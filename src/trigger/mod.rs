//! Trigger module: detects a typed key sequence and flips the mode flag
//!
//! - `SequenceBuffer`: ring of the most recent keys
//! - `matcher`: rolling-window comparison against the target
//! - `TriggerController`: Waiting/Matched state machine owning the flag
//! - `Activation`: one controller plus one subscription, scoped to a subject

mod activation;
mod buffer;
mod controller;
pub mod matcher;

pub use activation::Activation;
pub use buffer::SequenceBuffer;
pub use controller::{TriggerController, TriggerState};
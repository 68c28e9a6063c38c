//! Signal handling for graceful shutdown

use tokio::signal::unix::{signal, Signal, SignalKind};
use tracing::debug;

/// Handles shutdown signals (SIGTERM, SIGINT, SIGHUP)
pub struct ShutdownSignal {
    sigterm: Signal,
    sigint: Signal,
    sighup: Signal,
}

impl ShutdownSignal {
    /// Register the signal handlers; must be called inside a tokio runtime
    pub fn new() -> std::io::Result<Self> {
        Ok(Self {
            sigterm: signal(SignalKind::terminate())?,
            sigint: signal(SignalKind::interrupt())?,
            sighup: signal(SignalKind::hangup())?,
        })
    }

    /// Wait for a shutdown signal
    pub async fn wait(&mut self) {
        tokio::select! {
            _ = self.sigterm.recv() => {
                debug!("received SIGTERM");
            }
            _ = self.sigint.recv() => {
                debug!("received SIGINT");
            }
            _ = self.sighup.recv() => {
                debug!("received SIGHUP");
            }
        }
    }
}

#[cfg(test)]
mod tests {
    use super::*;

    #[test]
    fn test_registers_inside_runtime() {
        let rt = tokio::runtime::Builder::new_current_thread()
            .enable_all()
            .build()
            .unwrap();
        rt.block_on(async {
            assert!(ShutdownSignal::new().is_ok());
        });
    }
}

**WHAT TO DO:** Word for word, transcribe all of the entries shown above.

**FINISHED TASK:**
filename src/trigger/mod.rs
//! Trigger module: detects a typed key sequence and flips the mode flag
//!
//! - `SequenceBuffer`: ring of the most recent keys
//! - `matcher`: rolling-window comparison against the target
//! - `TriggerController`: Waiting/Matched state machine owning the flag
//! - `Activation`: one controller plus one subscription, scoped to a subject

mod activation;
mod buffer;
mod controller;
pub mod matcher;

pub use activation::Activation;
pub use buffer::SequenceBuffer;
pub use controller::{TriggerController, TriggerState};
repository 68c28e9a6063c38c
//! Signal handling for graceful shutdown

use tokio::signal::unix::{signal, Signal, SignalKind};
use tracing::debug;

/// Handles shutdown signals (SIGTERM, SIGINT, SIGHUP)
pub struct ShutdownSignal {
    sigterm: Signal,
    sigint: Signal,
    sighup: Signal,
}

impl ShutdownSignal {
    /// Register the signal handlers; must be called inside a tokio runtime
    pub fn new() -> std::io::Result<Self> {
        Ok(Self {
            sigterm: signal(SignalKind::terminate())?,
            sigint: signal(SignalKind::interrupt())?,
            sighup: signal(SignalKind::hangup())?,
        })
    }

    /// Wait for a shutdown signal
    pub async fn wait(&mut self) {
        tokio::select! {
            _ = self.sigterm.recv() => {
                debug!("received SIGTERM");
            }
            _ = self.sigint.recv() => {
                debug!("received SIGINT");
            }
            _ = self.sighup.recv() => {
                debug!("received SIGHUP");
            }
        }
    }
}

#[cfg(test)]
mod tests {
    use super::*;

    #[test]
    fn test_registers_inside_runtime() {
        let rt = tokio::runtime::Builder::new_current_thread()
            .enable_all()
            .build()
            .unwrap();
        rt.block_on(async {
            assert!(ShutdownSignal::new().is_ok());
        });
    }
}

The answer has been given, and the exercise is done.